Perhaps it is an oversimplication, but often during the past two UConn football seasons, one of three things usually happened on a pass play.

One, the ball would head in the direction of record-breaking receiver Noel Thomas whether he was open or not. Two, if Thomas wasn’t an option, quarterback Bryant Shirreffs would take off and run for a minimal gain. Three, the least appealing of the options, Shirreffs would be crushed in the backfield by a defensive lineman or unblocked linebacker.

Fast forward to 2017 and things have certainly changed.

Heading into Friday night’s 7 p.m. American Athletic Conference matchup with Memphis (3-1, 0-1 AAC) at Pratt & Whitney Stadium in East Harford, not only is Shirreffs leading the 12th most productive passing offense at the Football Bowl Subdivision level but the Huskies are getting contributions from a variety of sources.

Two FBS teams have six different players this season with either a 100-yard rushing or receiving game.
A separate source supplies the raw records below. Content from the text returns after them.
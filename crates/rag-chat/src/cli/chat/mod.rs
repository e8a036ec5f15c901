use anyhow::Result;
use rag_chat_core::client::ChatClient;
use std::sync::Arc;

mod commands;
mod repl;

/// Executes the chat command, starting an interactive REPL session.
pub async fn execute(client: Arc<ChatClient>) -> Result<()> {
    repl::run(client).await
}
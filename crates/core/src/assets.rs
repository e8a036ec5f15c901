use once_cell::sync::Lazy;
use std::path::PathBuf;

static DEFAULT_DATA_DIR: Lazy<PathBuf> = Lazy::new(|| {
    dirs::data_local_dir()
        .map(|p| p.join("rag-chat"))
        .unwrap_or_else(|| PathBuf::from("~/.local/share/rag-chat"))
});

static DEFAULT_CONFIG_DIR: Lazy<PathBuf> = Lazy::new(|| {
    dirs::config_dir()
        .map(|p| p.join("rag-chat"))
        .unwrap_or_else(|| PathBuf::from("~/.config/rag-chat"))
});

/// Directory holding `rag-chat.yml`. `XDG_CONFIG_HOME` wins over the platform default.
pub fn get_config_dir() -> PathBuf {
    if let Ok(xdg_config_home) = std::env::var("XDG_CONFIG_HOME") {
        PathBuf::from(xdg_config_home).join("rag-chat")
    } else {
        DEFAULT_CONFIG_DIR.clone()
    }
}

/// Directory holding the persisted state and logs. Created if missing.
pub fn get_data_dir() -> std::io::Result<PathBuf> {
    let path = if let Ok(xdg_data_home) = std::env::var("XDG_DATA_HOME") {
        PathBuf::from(xdg_data_home).join("rag-chat")
    } else {
        DEFAULT_DATA_DIR.clone()
    };
    std::fs::create_dir_all(&path)?;
    Ok(path)
}

pub fn get_default_config() -> String {
    include_str!("../data/config.yml").to_string()
}
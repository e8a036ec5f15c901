use crate::cli::chat::commands::CliCommand;
use crate::cli::ux::{ChatMessageType, GenerationSpinner, format_message, style_chat_text};
use anyhow::Result;
use clap::{CommandFactory, Parser};
use rag_chat_core::client::{ChatClient, SendOutcome};
use rag_chat_core::handlers::on_send;
use rustyline::completion::{Candidate, Completer};
use rustyline::error::ReadlineError;
use rustyline::hint::Hinter;
use rustyline::{CompletionType, Editor, Helper, Highlighter, Validator};
use std::io::Write;
use std::sync::Arc;
use tracing::debug;

// -------------
// REPL completion
// -------------
#[derive(Helper, Validator, Highlighter)]
struct Repl {
    command_names: Vec<String>,
}

#[derive(Debug)]
struct CompletionCandidate {
    text: String,
    display_string: String,
}

impl CompletionCandidate {
    fn new(text: &str) -> Self {
        let display_string = style_chat_text(text, ChatMessageType::Footer).to_string();
        Self {
            text: text.to_owned(),
            display_string,
        }
    }
}

impl Candidate for CompletionCandidate {
    fn display(&self) -> &str {
        &self.display_string
    }

    fn replacement(&self) -> &str {
        &self.text
    }
}

impl Completer for Repl {
    type Candidate = CompletionCandidate;

    fn complete(
        &self,
        line: &str,
        _pos: usize,
        _ctx: &rustyline::Context<'_>,
    ) -> Result<(usize, Vec<Self::Candidate>), ReadlineError> {
        if !line.starts_with('/') || line.contains(' ') {
            return Ok((0, Vec::new()));
        }

        let candidates = self
            .command_names
            .iter()
            .filter(|name| name.starts_with(line))
            .map(|name| CompletionCandidate::new(name))
            .collect();

        Ok((0, candidates))
    }
}

impl Hinter for Repl {
    type Hint = String;

    fn hint(&self, line: &str, pos: usize, _ctx: &rustyline::Context<'_>) -> Option<Self::Hint> {
        if line.is_empty() || pos < line.len() || !line.starts_with('/') {
            return None;
        }
        self.command_names
            .iter()
            .find(|&cmd_name| cmd_name.starts_with(line))
            .map(|cmd_name| cmd_name[line.len()..].into())
    }
}

/// Runs the interactive REPL for the chat session.
pub async fn run(client: Arc<ChatClient>) -> Result<()> {
    println!(
        "Welcome to rag-chat! Talking to {}. Type '/help' for commands, '/q' to exit.",
        client.context().await.api_base
    );
    for message in client.messages() {
        println!("\n{}", format_message(&message));
    }

    let config = rustyline::Config::builder()
        .history_ignore_dups(true)?
        .history_ignore_space(true)
        .completion_type(CompletionType::List)
        .build();

    let command_names = CliCommand::command()
        .get_subcommands()
        .flat_map(|c| c.get_name_and_visible_aliases())
        .map(|s| format!("/{s}"))
        .collect::<Vec<_>>();

    let mut rl = Editor::with_config(config)?;
    rl.set_helper(Some(Repl { command_names }));

    let prompt = format!("\n{}", style_chat_text("> ", ChatMessageType::Prompt));
    let mut stdout = std::io::stdout();
    loop {
        match rl.readline(&prompt) {
            Ok(line) => {
                rl.add_history_entry(&line)?;
                let trimmed_line = line.trim();

                if trimmed_line.is_empty() {
                    continue;
                }

                if trimmed_line.starts_with('/') {
                    let args = shlex::split(trimmed_line).unwrap_or_default();
                    match CliCommand::try_parse_from(args) {
                        Ok(cli_command) => {
                            if !cli_command.command.execute(&client).await? {
                                return Ok(());
                            }
                        }
                        Err(e) => {
                            e.print()?;
                        }
                    }
                } else {
                    process_message(&client, trimmed_line, &mut stdout).await?;
                }
            }
            Err(ReadlineError::Interrupted) => {
                println!("Type /quit to exit.");
                continue;
            }
            Err(ReadlineError::Eof) => {
                println!("\nBye!");
                return Ok(());
            }
            Err(err) => {
                return Err(err.into());
            }
        }
    }
}

/// Sends one message and writes the assistant's answer to `out`.
async fn process_message(client: &ChatClient, text: &str, out: &mut impl Write) -> Result<()> {
    let spinner = GenerationSpinner::new(client.settings().composing.clone());
    let outcome = on_send(client, text).await;
    spinner.clear();

    match outcome {
        SendOutcome::Replied(message) | SendOutcome::Failed(message) => {
            writeln!(out, "\n{}", format_message(&message))?;
        }
        SendOutcome::Busy => {
            writeln!(
                out,
                "{}",
                style_chat_text("Still waiting for the previous reply.", ChatMessageType::Footer)
            )?;
        }
        SendOutcome::Ignored => {}
    }
    out.flush()?;

    if client.input().take_focus_request() {
        debug!("Input re-enabled");
    }
    Ok(())
}
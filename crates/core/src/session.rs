//! Lazy bootstrap of the backend session.
use tracing::{debug, instrument, warn};

use crate::{
    api::RagApi,
    config::ClientContext,
    error::ClientError,
    store::{Store, keys},
};

/// Returns the session held by `context`, creating one on the backend first if needed.
///
/// A held id is returned as-is without any network call; an empty one counts
/// as absent. A freshly created id is kept in `context` and persisted; failing
/// to persist it is logged only, since the id is still usable for this run.
#[instrument(skip_all, fields(api_base = %context.api_base))]
pub async fn ensure_session(
    api: &dyn RagApi,
    store: &dyn Store,
    context: &mut ClientContext,
) -> Result<String, ClientError> {
    if let Some(session_id) = context.session_id.as_ref().filter(|id| !id.is_empty()) {
        return Ok(session_id.clone());
    }

    let session_id = api.create_session(&context.api_base).await?;
    if session_id.is_empty() {
        context.session_id = None;
        return Err(ClientError::EmptySessionId);
    }
    context.session_id = Some(session_id.clone());
    if let Err(e) = store.set(keys::SESSION_ID, &session_id) {
        warn!(error = %e, "Failed to persist session id");
    }
    debug!(%session_id, "Using new session");
    Ok(session_id)
}
use indicatif::{ProgressBar, ProgressStyle};

/// A spinner shown while the assistant is composing a reply.
#[derive(Debug)]
pub struct GenerationSpinner {
    spinner: ProgressBar,
}

impl GenerationSpinner {
    pub fn new(msg: String) -> Self {
        let spinner = ProgressBar::new_spinner();
        let style = ProgressStyle::with_template("{spinner:.blue} {msg}")
            .unwrap_or_else(|_| ProgressStyle::default_spinner())
            .tick_strings(&["⠋", "⠙", "⠹", "⠸", "⠼", "⠴", "⠦", "⠧", "⠇", "⠏"]);
        spinner.set_style(style);
        spinner.set_message(msg);
        spinner.enable_steady_tick(std::time::Duration::from_millis(100));

        Self { spinner }
    }

    /// Stops the spinner and clears it from the terminal.
    pub fn clear(&self) {
        self.spinner.finish_and_clear();
    }
}

impl Drop for GenerationSpinner {
    fn drop(&mut self) {
        if !self.spinner.is_finished() {
            self.spinner.finish_and_clear();
        }
    }
}
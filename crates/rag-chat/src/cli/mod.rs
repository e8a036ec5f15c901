//! rag-chat cli definition and entrypoint.
mod chat;
mod ops;
pub mod ux;

use std::path::PathBuf;
use std::sync::Arc;

use anyhow::{Context, Result};
use clap::{Parser, Subcommand};
use rag_chat_core::api::HttpRagApi;
use rag_chat_core::client::ChatClient;
use rag_chat_core::config::get_settings;
use rag_chat_core::store::{FileStore, MemoryStore, Store};

use crate::log::setup_logging;

/// rag-chat - chat with your documents through a RAG backend.
#[derive(Parser, Debug)]
#[command(author, version, about, long_about = None)]
struct Cli {
    #[command(subcommand)]
    command: Option<Commands>,

    /// Show verbose logs.
    #[arg(short, long, global = true)]
    verbose: bool,

    /// Keep API base and session in memory only.
    #[arg(long, global = true)]
    ephemeral: bool,

    /// Settings file to use instead of the default rag-chat.yml.
    #[arg(long, global = true)]
    config: Option<PathBuf>,
}

#[derive(Subcommand, Debug)]
enum Commands {
    /// Chat interactively (default).
    Chat,
    /// Show or save the API base.
    Config {
        /// New API base to save.
        #[arg(long)]
        api_base: Option<String>,
    },
    /// Check that the backend is up.
    Health,
    /// List sessions known to the backend.
    Sessions {
        #[arg(short, long, default_value_t = 50)]
        limit: u32,
    },
    /// Show the backend history of the current session.
    History {
        #[arg(short, long, default_value_t = 200)]
        limit: u32,
    },
    /// Delete the current session on the backend and start fresh.
    Reset,
    /// Ask the backend to ingest documents from a path on its side.
    Ingest {
        /// Path to ingest, as seen by the backend.
        #[arg(default_value = "data/docs")]
        path: String,
        /// Drop the existing collection first.
        #[arg(long)]
        reset: bool,
    },
}

/// Runs the main CLI application.
pub async fn run() -> Result<()> {
    let cli = Cli::parse();

    if cli.verbose {
        setup_logging().context("Failed to set up logging")?;
    }

    let client = build_client(&cli)?;

    match cli.command.unwrap_or(Commands::Chat) {
        Commands::Chat => chat::execute(Arc::new(client)).await,
        Commands::Config { api_base } => ops::config(&client, api_base.as_deref()).await,
        Commands::Health => ops::health(&client).await,
        Commands::Sessions { limit } => ops::sessions(&client, limit).await,
        Commands::History { limit } => ops::history(&client, limit).await,
        Commands::Reset => ops::reset(&client).await,
        Commands::Ingest { path, reset } => ops::ingest(&client, &path, reset).await,
    }
}

fn build_client(cli: &Cli) -> Result<ChatClient> {
    let settings = get_settings(cli.config.clone()).context("Failed to load settings")?;
    let store: Arc<dyn Store> = if cli.ephemeral {
        Arc::new(MemoryStore::default())
    } else {
        Arc::new(FileStore::open_default().context("Failed to open state store")?)
    };
    Ok(ChatClient::new(
        Arc::new(HttpRagApi::new()),
        store,
        settings,
    ))
}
One of them happens to be 10th-ranked Ohio State; the other is UConn (1-3, 0-2). The only rankings of note in recent years involving UConn usually consisted of the Huskies’ being near the bottom of the total offense ratings.

With Thomas graduated and Hergy Mayala, the player expected to emerge as the new go-to receiver sidelined with an ankle injury, other players have needed to emerge.

“Different players prove themselves in different roles,” said Shirreffs, who has the fourth best quarterback rating this season. “The film doesn’t lie so if somebody is really excelling on the practice field, it is going to give them an opportunity to compete in the game. You’ve seen a bunch of different kids seizing those opportunities with our offense and it is nice to see different people making a lot of plays.”

Ten different UConn players have an offensive play of 30 yards or better. Not only is it the highest total since the Huskies moved to the FBS level, but heading into this week’s action it was tied with Louisville, Ohio State and Texas Christian for the most among FBS teams.

“It is hard to key in on any one person,” Memphis coach Mike Norvell said. “Coach (Rhett) Lashlee does a phenomenal job of mixing up the different looks and presentation of what they want to accomplish and how they are going to attack you. Everybody is going to have a job this week and you have to make sure you are assignment sound because we know they have multiple weapons and we know they might expose any problems you might have.”

Lashlee is in his first season as UConn’s offensive coordinator and his impact on the program has been immediate. The Huskies are one of seven teams to have seven players with more than 100 receiving yards. Nine UConn players have either a 75-yard rushing or receiving game through the first four games, which is tops in the nation.

“I just love the offense, the way we installed it gives so many different players chances to make plays,” Shirreffs said. “It is exciting and fun to be a part of. Sometimes you have to go out and make a play and it is great to see people step up, see their reactions. There are plays to be made and it is my job to make them.”

Freshmen running backs Kevin Mensah and Nate Hopkins both have 100-yard rushing games while classmates Keyion Dixon, Quayvon Skanes and Mason Donaldson have combined for 34 catches for 411 yards and three touchdowns.

“If you want to turn around a program, rebuild a program you have to work with the freshmen, recruit good freshmen and those freshmen turn into sophomores, juniors and seniors,” UConn senior tight end Tommy Myers said. “The young guys that are here are put into positions where they can make plays and produce and that is important because the future of this program is going to be them.”

Myers and fellow senior tight end Alec Bloom have combined for two catches in the first four games, but Myers is confident that their number could be called at any point.

“When we have chances to make plays, we have to make them and that is a theme throughout the entire team,” Myers said. “Our number’s going to get called in the future and when it does, we have to make plays and that is how everybody goes. Bryant is distributing the wealth to the team and in a game, if the tight ends have an opportunity to make plays, we’ll get the ball.”